Course Description

This course will discuss the theory and practice of reinforcement learning (RL) with applications to control, robotics, and multi-agent systems. The goal is for students to understand: (1) key theoretical concepts, (2) basic algorithms and their implementation, and (3) when and how RL can be used for research applications. Topics include Markov decision processes (MDPs), value-based methods, policy methods, function approximation, and multi-agent reinforcement learning (MARL).

Pre-requisites: Credit or concurrent registration in CS 446 or equivalent; STAT 400 or equivalent; proficiency with Python.

Learning Outcomes

Understand the mathematical fundamentals of key theoretical concepts in RL
Know how to implement common RL algorithms with code from scratch
Gain experience applying RL to open-ended research problems

Course Organization

Course Materials

Links to course materials are provided at the top of the website. Links to assignments will be posted on the Schedule page.

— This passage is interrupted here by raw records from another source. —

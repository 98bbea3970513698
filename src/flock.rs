/*
 * Flock Module
 *
 * This module owns the particle collection and drives the per-frame update
 * and render passes. The flock is created once with a fixed population;
 * particles never spawn or die afterwards (resizing only happens through an
 * explicit reset from the UI).
 */

use nannou::prelude::*;
use rand::Rng;

use crate::links::RingStyle;
use crate::params::SimulationParams;
use crate::particle::Particle;
use crate::render::RenderTarget;

// Simulation-area bounds, queried from the host each frame so the flock
// tracks window resizes.
#[derive(Clone, Copy, Debug, PartialEq)]
pub struct Bounds {
    pub width: f32,
    pub height: f32,
}

impl Bounds {
    pub fn new(width: f32, height: f32) -> Self {
        Self { width, height }
    }
}

pub struct Flock {
    pub particles: Vec<Particle>,
}

impl Flock {
    // Create a flock of `count` particles at uniform random positions
    pub fn new(count: usize, bounds: Bounds, rng: &mut impl Rng) -> Self {
        let particles = (0..count)
            .map(|_| {
                let x = rng.gen_range(0.0..bounds.width);
                let y = rng.gen_range(0.0..bounds.height);
                Particle::new(x, y, rng)
            })
            .collect();

        Self { particles }
    }

    pub fn len(&self) -> usize {
        self.particles.len()
    }

    pub fn is_empty(&self) -> bool {
        self.particles.is_empty()
    }

    // Advance the simulation by one frame. Forces are computed against a
    // snapshot of the frame-start state, so the result is independent of
    // the order particles are stored in.
    pub fn update(&mut self, bounds: Bounds, rng: &mut impl Rng) {
        let snapshot = self.particles.clone();

        for particle in &mut self.particles {
            particle.step(&snapshot, bounds, rng);
        }
    }

    // Emit the frame's geometry: each particle's ring outlines plus the
    // connector arcs and tie lines to sufficiently close particles.
    pub fn render(&self, style: RingStyle, target: &mut impl RenderTarget) {
        for particle in &self.particles {
            particle.draw(&self.particles, style, target);
        }
    }

    // Re-apply tunable parameters to every particle after a UI change
    pub fn apply_params(&mut self, params: &SimulationParams) {
        for particle in &mut self.particles {
            particle.perception_range = params.perception_range;
            particle.max_speed = params.max_speed;
            particle.max_force = params.max_force;
            particle.boundary_margin = params.boundary_margin;
        }
    }

    // Rebuild the flock at the requested population
    pub fn reset(&mut self, params: &SimulationParams, bounds: Bounds, rng: &mut impl Rng) {
        *self = Flock::new(params.num_particles, bounds, rng);
        self.apply_params(params);
    }
}
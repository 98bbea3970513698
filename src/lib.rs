/*
 * Particle Flock - Module Definitions
 *
 * This file defines the module structure for the particle flock simulation.
 * The pure simulation core lives in particle, flock and links; the nannou
 * host application lives in app, renderer and ui.
 */

// Re-export key components for easier access
pub use flock::{Bounds, Flock};
pub use links::{Link, RingStyle};
pub use params::SimulationParams;
pub use particle::Particle;
pub use render::RenderTarget;

// Define modules
pub mod app;
pub mod flock;
pub mod links;
pub mod params;
pub mod particle;
pub mod render;
pub mod renderer;
pub mod ui;

// Per-particle tuning constants
pub const PERCEPTION_RANGE: f32 = 40.0;
pub const MAX_FORCE: f32 = 1.0;
pub const MAX_SPEED: f32 = 6.0;
pub const BOUNDARY_MARGIN: f32 = 5.0;

// Frame-over-frame velocity damping factor
pub const VELOCITY_DAMPING: f32 = 0.9;

// Ring / link geometry constants
pub const RING_RADIUS: f32 = 20.0;
pub const RING_THICKNESS: f32 = 8.0;
pub const LINK_THRESHOLD: f32 = 80.0;
pub const RING_STEP_DEG: usize = 5;

pub const NUM_PARTICLES: usize = 40;
/*
 * UI Module
 *
 * This module contains the nannou_egui control window for adjusting
 * simulation parameters at runtime. Parameter change detection is handled
 * by the SimulationParams struct.
 */

use nannou_egui::{egui, Egui};

use crate::params::SimulationParams;

// Update the UI. Returns whether the flock should be reset, whether the
// particle count changed, and whether any parameter changed at all.
pub fn update_ui(egui: &mut Egui, params: &mut SimulationParams) -> (bool, bool, bool) {
    let mut should_reset = false;

    // Snapshot current values so we can detect slider movement afterwards
    params.take_snapshot();

    let ctx = egui.begin_frame();

    egui::Window::new("Simulation Controls")
        .default_pos([10.0, 10.0])
        .show(&ctx, |ui| {
            ui.collapsing("Flock", |ui| {
                ui.add(
                    egui::Slider::new(
                        &mut params.num_particles,
                        SimulationParams::get_num_particles_range(),
                    )
                    .text("Particles"),
                );

                if ui.button("Reset Flock").clicked() {
                    should_reset = true;
                }

                ui.add(
                    egui::Slider::new(
                        &mut params.perception_range,
                        SimulationParams::get_perception_range_range(),
                    )
                    .text("Perception Range"),
                );
                ui.add(
                    egui::Slider::new(&mut params.max_speed, SimulationParams::get_max_speed_range())
                        .text("Max Speed"),
                );
                ui.add(
                    egui::Slider::new(&mut params.max_force, SimulationParams::get_max_force_range())
                        .text("Max Force"),
                );
            });

            ui.collapsing("Rings & Links", |ui| {
                ui.add(
                    egui::Slider::new(
                        &mut params.ring_radius,
                        SimulationParams::get_ring_radius_range(),
                    )
                    .text("Ring Radius"),
                );
                ui.add(
                    egui::Slider::new(
                        &mut params.ring_thickness,
                        SimulationParams::get_ring_thickness_range(),
                    )
                    .text("Ring Thickness"),
                );
                ui.add(
                    egui::Slider::new(
                        &mut params.link_threshold,
                        SimulationParams::get_link_threshold_range(),
                    )
                    .text("Link Threshold"),
                );
                ui.checkbox(&mut params.draw_links, "Draw Links");
            });

            ui.checkbox(&mut params.pause_simulation, "Pause Simulation");
        });

    let (num_particles_changed, ui_changed) = params.detect_changes();

    (should_reset, num_particles_changed, ui_changed)
}
//! Probe outcome classification and runtime events.

use serde::{Deserialize, Serialize};

use crate::types::CandidateKey;

/// How one probe unit ended.
#[derive(Debug, Clone, Copy, PartialEq, Eq, Hash, Serialize, Deserialize)]
pub enum ProbeOutcome {
    /// Page exists and parsed into a record.
    Found,
    /// Host answered with a non-2xx status.
    NotFound {
        /// Status code received.
        status: u16,
    },
    /// No response: connection failure, timeout, or a crashed unit.
    Transport,
    /// Page exists but could not be parsed.
    Parse,
}

/// Per-class counters for one run.
#[derive(Debug, Clone, Copy, Default, PartialEq, Eq, Serialize, Deserialize)]
pub struct ProbeStats {
    /// Units dispatched.
    pub dispatched: usize,
    /// Units that produced a record.
    pub found: usize,
    /// Units answered with a non-2xx status.
    pub not_found: usize,
    /// Units that got no response.
    pub transport: usize,
    /// Units whose page failed to parse.
    pub parse: usize,
}

impl ProbeStats {
    /// Counts one finished unit.
    pub fn record(&mut self, outcome: ProbeOutcome) {
        match outcome {
            ProbeOutcome::Found => self.found += 1,
            ProbeOutcome::NotFound { .. } => self.not_found += 1,
            ProbeOutcome::Transport => self.transport += 1,
            ProbeOutcome::Parse => self.parse += 1,
        }
    }

    /// Units that have finished so far.
    pub fn finished(&self) -> usize {
        self.found + self.not_found + self.transport + self.parse
    }

    /// True when every dispatched unit failed to reach the host.
    ///
    /// An empty record list alone cannot tell this apart from "nothing new".
    pub fn host_unreachable(&self) -> bool {
        self.dispatched > 0 && self.transport == self.dispatched
    }
}

/// Events broadcast while a run is in progress.
#[derive(Debug, Clone, PartialEq, Eq)]
pub enum ProbeEvent {
    /// A run started with this many units.
    Started {
        /// Units about to be dispatched.
        dispatched: usize,
    },
    /// One unit completed, pacing delay included.
    Finished {
        /// Key the unit probed.
        key: CandidateKey,
        /// Outcome class.
        outcome: ProbeOutcome,
    },
    /// Every unit of the run has completed.
    Completed {
        /// Final counters.
        stats: ProbeStats,
    },
}

#[cfg(test)]
mod tests {
    use super::*;

    #[test]
    fn unreachable_only_when_all_transport() {
        let mut stats = ProbeStats {
            dispatched: 2,
            ..ProbeStats::default()
        };
        stats.record(ProbeOutcome::Transport);
        assert!(!stats.host_unreachable());
        stats.record(ProbeOutcome::Transport);
        assert!(stats.host_unreachable());
        assert!(!ProbeStats::default().host_unreachable());
    }

    #[test]
    fn not_found_is_not_unreachable() {
        let mut stats = ProbeStats {
            dispatched: 1,
            ..ProbeStats::default()
        };
        stats.record(ProbeOutcome::NotFound { status: 404 });
        assert_eq!(stats.finished(), 1);
        assert!(!stats.host_unreachable());
    }
}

Lectures will draw from the following books, which are currently free in PDF form:

“Reinforcement Learning: An Introduction” by Sutton and Barto (MIT Press, 2018)
“Algorithms for Decision Making” by Kochenderfer, Wheeler, and Wray (MIT Press, 2022)

Additional references that you might find helpful are listed below.

Course Tools

Links to course tools are provided at the top of the website.

Campuswire

All announcements and discussions will be handled on Campuswire. We recommend you set up notifications to keep up with announcements.

GitHub

All assignments will be distributed using GitHub Classroom. If you have not used GitHub, there is a short tutorial available here.

See the Assignments page for more details regarding assignment distribution and submissions.

Gradescope

All assignment submissions and grades will be handled on Gradescope.

Python

All coding assignments will be done with Python. Python is open-source, widely used, and has a very active support community (e.g., stack overflow). You are expected to already be proficient in Python.

See the Resources page for resources related to coding (e.g., suggestions on setting up a programming environment for this course).

Assignments

Homeworks: Homeworks may contain a mix of analytical problems (e.g., derivations) and coding problems. You are encouraged to work together on homeworks, but each student should prepare and submit their own work. Homework that is viewed as insufficiently distinct to warrant an independent submission will not be given credit, and, depending on the situation, may be submitted as cheating via the FAIR system.

Projects: This course will involve a final project. The project will be open-ended and aims to offer you an opportunity to implement your choice of methods and apply them to a research problem of interest to you.

Literature Reviews: You will perform two literature reviews throughout the course. One will be a group assignment where you work with 2-3 others to understand and present details for a seminal paper within a current topic being discussed in class. The other will be an individual assignment where you independently identify a paper related to a topic (different from your group literature review) and present a short summary to the class (3-5 minutes). You will sign-up for topics of interest - you will only do each type of review once.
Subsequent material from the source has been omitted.